▶ **What to do**:
Provide the data again in its entirety, exactly as given.

- Opening Delimiter -

//! Read-side composition of graph and proposal state.
//!
//! No mutation: every method reads under the service lock, which gives
//! callers a consistent snapshot without blocking writers for longer than
//! the read itself.

use serde::Serialize;

use fedkernel_core::{
    GraphSummary, NodeId, PatchId, PatchStatus, PendingLink, RepoId,
};
use fedkernel_store::traits::LinkDirection;
use fedkernel_store::FederationStore;

use crate::error::ApiError;
use crate::service::FederationService;

/// One row of the graph query: a live node joined with one outgoing
/// resolved link (or none).
#[derive(Debug, Clone, Serialize)]
pub struct GraphRow {
    pub node_id: NodeId,
    pub repo_id: RepoId,
    pub file_path: String,
    pub name: String,
    pub kind: String,
    /// Name of the linked-to node; null for nodes without outgoing links.
    pub cross_linked_to: Option<String>,
    pub link_kind: Option<String>,
    pub weight: Option<f64>,
    pub notes: Option<String>,
}

/// One row of the patch queue view.
#[derive(Debug, Clone, Serialize)]
pub struct PatchQueueRow {
    pub patch_id: PatchId,
    pub owner: String,
    pub repo: String,
    pub file_path: String,
    pub actor: String,
    pub status: PatchStatus,
    pub conflicts_with: Vec<PatchId>,
    pub created_at: String,
    /// True when any target node is tombstoned or gone: the proposal is
    /// still valid by id but no longer matches the live graph.
    pub stale: bool,
}

impl FederationService {
    /// Live nodes joined with their outgoing resolved links.
    pub fn graph_view(
        &self,
        repo_id: Option<RepoId>,
        file_path: Option<&str>,
    ) -> Result<Vec<GraphRow>, ApiError> {
        let store = self.store();
        let nodes = store.list_nodes(repo_id)?;
        let mut rows = Vec::new();

        for node in nodes.iter().filter(|n| n.is_live()) {
            if let Some(path) = file_path {
                if node.file_path != path {
                    continue;
                }
            }
            let links = store.list_links(node.node_id, LinkDirection::Outgoing)?;
            let live_links: Vec<_> = links.into_iter().filter(|l| !l.retired).collect();
            if live_links.is_empty() {
                rows.push(GraphRow {
                    node_id: node.node_id,
                    repo_id: node.repo_id,
                    file_path: node.file_path.clone(),
                    name: node.name.clone(),
                    kind: node.kind.clone(),
                    cross_linked_to: None,
                    link_kind: None,
                    weight: None,
                    notes: None,
                });
                continue;
            }
            for link in live_links {
                let target_name = store.get_node(link.to)?.map(|n| n.name);
                rows.push(GraphRow {
                    node_id: node.node_id,
                    repo_id: node.repo_id,
                    file_path: node.file_path.clone(),
                    name: node.name.clone(),
                    kind: node.kind.clone(),
                    cross_linked_to: target_name,
                    link_kind: Some(link.kind),
                    weight: Some(link.weight),
                    notes: Some(link.notes),
                });
            }
        }
        Ok(rows)
    }

    /// Whole-graph summary: per-repo counts plus connectivity of the live
    /// projection.
    pub fn graph_scan(&self) -> Result<GraphSummary, ApiError> {
        let store = self.store();
        let repos = store.list_repos()?;
        let nodes = store.list_nodes(None)?;
        let links = store.list_all_links()?;

        let mut pending_pairs: Vec<(RepoId, bool)> = Vec::new();
        for pending in store.list_all_pending()? {
            if let Some(source) = store.get_node(pending.from)? {
                pending_pairs.push((source.repo_id, pending.resolved));
            }
        }

        Ok(GraphSummary::assemble(
            &repos,
            &nodes,
            &links,
            &pending_pairs,
        ))
    }

    /// Unresolved pending links targeting `(owner, repo)`.
    pub fn unresolved_links(
        &self,
        target_owner: &str,
        target_repo: &str,
    ) -> Result<Vec<PendingLink>, ApiError> {
        Ok(self.store().list_unresolved(target_owner, target_repo)?)
    }

    /// Proposals joined with staleness against the live graph.
    pub fn patch_queue_view(
        &self,
        status: Option<PatchStatus>,
    ) -> Result<Vec<PatchQueueRow>, ApiError> {
        let store = self.store();
        let proposals = store.list_proposals(status)?;
        let mut rows = Vec::with_capacity(proposals.len());
        for proposal in proposals {
            let stale = self.targets_stale(&proposal.target_node_ids)?;
            rows.push(PatchQueueRow {
                patch_id: proposal.patch_id,
                owner: proposal.owner,
                repo: proposal.repo,
                file_path: proposal.file_path,
                actor: proposal.actor,
                status: proposal.status,
                conflicts_with: proposal.conflicts_with,
                created_at: crate::time_fmt::format_epoch_secs(proposal.created_at),
                stale,
            });
        }
        Ok(rows)
    }

    /// True when any target id no longer resolves to a live node.
    pub fn targets_stale(&self, target_node_ids: &[NodeId]) -> Result<bool, ApiError> {
        for node_id in target_node_ids {
            let live = self
                .store()
                .get_node(*node_id)?
                .map(|n| n.is_live())
                .unwrap_or(false);
            if !live {
                return Ok(true);
            }
        }
        Ok(false)
    }
}
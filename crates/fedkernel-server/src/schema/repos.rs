//! Schema types for repository import and fact ingestion.

use serde::{Deserialize, Serialize};

use fedkernel_core::{Fact, RepoId, RepoStatus};
use fedkernel_store::SnapshotOutcome;

fn default_branch() -> String {
    "main".to_string()
}

/// Request to register a repository and open an ingestion window.
#[derive(Debug, Clone, Deserialize)]
pub struct ImportRepoRequest {
    pub owner: String,
    pub repo: String,
    #[serde(default = "default_branch")]
    pub default_branch: String,
}

/// Response after an accepted import.
#[derive(Debug, Clone, Serialize)]
pub struct ImportRepoResponse {
    pub repo_id: RepoId,
    pub status: RepoStatus,
}

/// Request carrying one snapshot's fact batch.
#[derive(Debug, Clone, Deserialize)]
pub struct SubmitFactsRequest {
    pub facts: Vec<Fact>,
}

/// Response after a committed snapshot.
#[derive(Debug, Clone, Serialize)]
pub struct IngestResponse {
    pub repo_id: RepoId,
    pub status: RepoStatus,
    #[serde(flatten)]
    pub outcome: SnapshotOutcome,
}

/// One repository row.
#[derive(Debug, Clone, Serialize)]
pub struct RepoView {
    pub repo_id: RepoId,
    pub owner: String,
    pub repo: String,
    pub default_branch: String,
    pub status: RepoStatus,
}

/// Response listing all repositories.
#[derive(Debug, Clone, Serialize)]
pub struct RepoListResponse {
    pub repos: Vec<RepoView>,
}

- Closing Delimiter -

▶ **Solution below**:
//! Read-side composition of graph and proposal state.
//!
//! No mutation: every method reads under the service lock, which gives
//! callers a consistent snapshot without blocking writers for longer than
//! the read itself.

use serde::Serialize;

use fedkernel_core::{
    GraphSummary, NodeId, PatchId, PatchStatus, PendingLink, RepoId,
};
use fedkernel_store::traits::LinkDirection;
use fedkernel_store::FederationStore;

use crate::error::ApiError;
use crate::service::FederationService;

/// One row of the graph query: a live node joined with one outgoing
/// resolved link (or none).
#[derive(Debug, Clone, Serialize)]
pub struct GraphRow {
    pub node_id: NodeId,
    pub repo_id: RepoId,
    pub file_path: String,
    pub name: String,
    pub kind: String,
    /// Name of the linked-to node; null for nodes without outgoing links.
    pub cross_linked_to: Option<String>,
    pub link_kind: Option<String>,
    pub weight: Option<f64>,
    pub notes: Option<String>,
}

/// One row of the patch queue view.
#[derive(Debug, Clone, Serialize)]
pub struct PatchQueueRow {
    pub patch_id: PatchId,
    pub owner: String,
    pub repo: String,
    pub file_path: String,
    pub actor: String,
    pub status: PatchStatus,
    pub conflicts_with: Vec<PatchId>,
    pub created_at: String,
    /// True when any target node is tombstoned or gone: the proposal is
    /// still valid by id but no longer matches the live graph.
    pub stale: bool,
}

impl FederationService {
    /// Live nodes joined with their outgoing resolved links.
    pub fn graph_view(
        &self,
        repo_id: Option<RepoId>,
        file_path: Option<&str>,
    ) -> Result<Vec<GraphRow>, ApiError> {
        let store = self.store();
        let nodes = store.list_nodes(repo_id)?;
        let mut rows = Vec::new();

        for node in nodes.iter().filter(|n| n.is_live()) {
            if let Some(path) = file_path {
                if node.file_path != path {
                    continue;
                }
            }
            let links = store.list_links(node.node_id, LinkDirection::Outgoing)?;
            let live_links: Vec<_> = links.into_iter().filter(|l| !l.retired).collect();
            if live_links.is_empty() {
                rows.push(GraphRow {
                    node_id: node.node_id,
                    repo_id: node.repo_id,
                    file_path: node.file_path.clone(),
                    name: node.name.clone(),
                    kind: node.kind.clone(),
                    cross_linked_to: None,
                    link_kind: None,
                    weight: None,
                    notes: None,
                });
                continue;
            }
            for link in live_links {
                let target_name = store.get_node(link.to)?.map(|n| n.name);
                rows.push(GraphRow {
                    node_id: node.node_id,
                    repo_id: node.repo_id,
                    file_path: node.file_path.clone(),
                    name: node.name.clone(),
                    kind: node.kind.clone(),
                    cross_linked_to: target_name,
                    link_kind: Some(link.kind),
                    weight: Some(link.weight),
                    notes: Some(link.notes),
                });
            }
        }
        Ok(rows)
    }

    /// Whole-graph summary: per-repo counts plus connectivity of the live
    /// projection.
    pub fn graph_scan(&self) -> Result<GraphSummary, ApiError> {
        let store = self.store();
        let repos = store.list_repos()?;
        let nodes = store.list_nodes(None)?;
        let links = store.list_all_links()?;

        let mut pending_pairs: Vec<(RepoId, bool)> = Vec::new();
        for pending in store.list_all_pending()? {
            if let Some(source) = store.get_node(pending.from)? {
                pending_pairs.push((source.repo_id, pending.resolved));
            }
        }

        Ok(GraphSummary::assemble(
            &repos,
            &nodes,
            &links,
            &pending_pairs,
        ))
    }

    /// Unresolved pending links targeting `(owner, repo)`.
    pub fn unresolved_links(
        &self,
        target_owner: &str,
        target_repo: &str,
    ) -> Result<Vec<PendingLink>, ApiError> {
        Ok(self.store().list_unresolved(target_owner, target_repo)?)
    }

    /// Proposals joined with staleness against the live graph.
    pub fn patch_queue_view(
        &self,
        status: Option<PatchStatus>,
    ) -> Result<Vec<PatchQueueRow>, ApiError> {
        let store = self.store();
        let proposals = store.list_proposals(status)?;
        let mut rows = Vec::with_capacity(proposals.len());
        for proposal in proposals {
            let stale = self.targets_stale(&proposal.target_node_ids)?;
            rows.push(PatchQueueRow {
                patch_id: proposal.patch_id,
                owner: proposal.owner,
                repo: proposal.repo,
                file_path: proposal.file_path,
                actor: proposal.actor,
                status: proposal.status,
                conflicts_with: proposal.conflicts_with,
                created_at: crate::time_fmt::format_epoch_secs(proposal.created_at),
                stale,
            });
        }
        Ok(rows)
    }

    /// True when any target id no longer resolves to a live node.
    pub fn targets_stale(&self, target_node_ids: &[NodeId]) -> Result<bool, ApiError> {
        for node_id in target_node_ids {
            let live = self
                .store()
                .get_node(*node_id)?
                .map(|n| n.is_live())
                .unwrap_or(false);
            if !live {
                return Ok(true);
            }
        }
        Ok(false)
    }
}
filename crates/fedkernel-server/src/schema/repos.rs
//! Schema types for repository import and fact ingestion.

use serde::{Deserialize, Serialize};

use fedkernel_core::{Fact, RepoId, RepoStatus};
use fedkernel_store::SnapshotOutcome;

fn default_branch() -> String {
    "main".to_string()
}

/// Request to register a repository and open an ingestion window.
#[derive(Debug, Clone, Deserialize)]
pub struct ImportRepoRequest {
    pub owner: String,
    pub repo: String,
    #[serde(default = "default_branch")]
    pub default_branch: String,
}

/// Response after an accepted import.
#[derive(Debug, Clone, Serialize)]
pub struct ImportRepoResponse {
    pub repo_id: RepoId,
    pub status: RepoStatus,
}

/// Request carrying one snapshot's fact batch.
#[derive(Debug, Clone, Deserialize)]
pub struct SubmitFactsRequest {
    pub facts: Vec<Fact>,
}

/// Response after a committed snapshot.
#[derive(Debug, Clone, Serialize)]
pub struct IngestResponse {
    pub repo_id: RepoId,
    pub status: RepoStatus,
    #[serde(flatten)]
    pub outcome: SnapshotOutcome,
}

/// One repository row.
#[derive(Debug, Clone, Serialize)]
pub struct RepoView {
    pub repo_id: RepoId,
    pub owner: String,
    pub repo: String,
    pub default_branch: String,
    pub status: RepoStatus,
}

/// Response listing all repositories.
#[derive(Debug, Clone, Serialize)]
pub struct RepoListResponse {
    pub repos: Vec<RepoView>,
}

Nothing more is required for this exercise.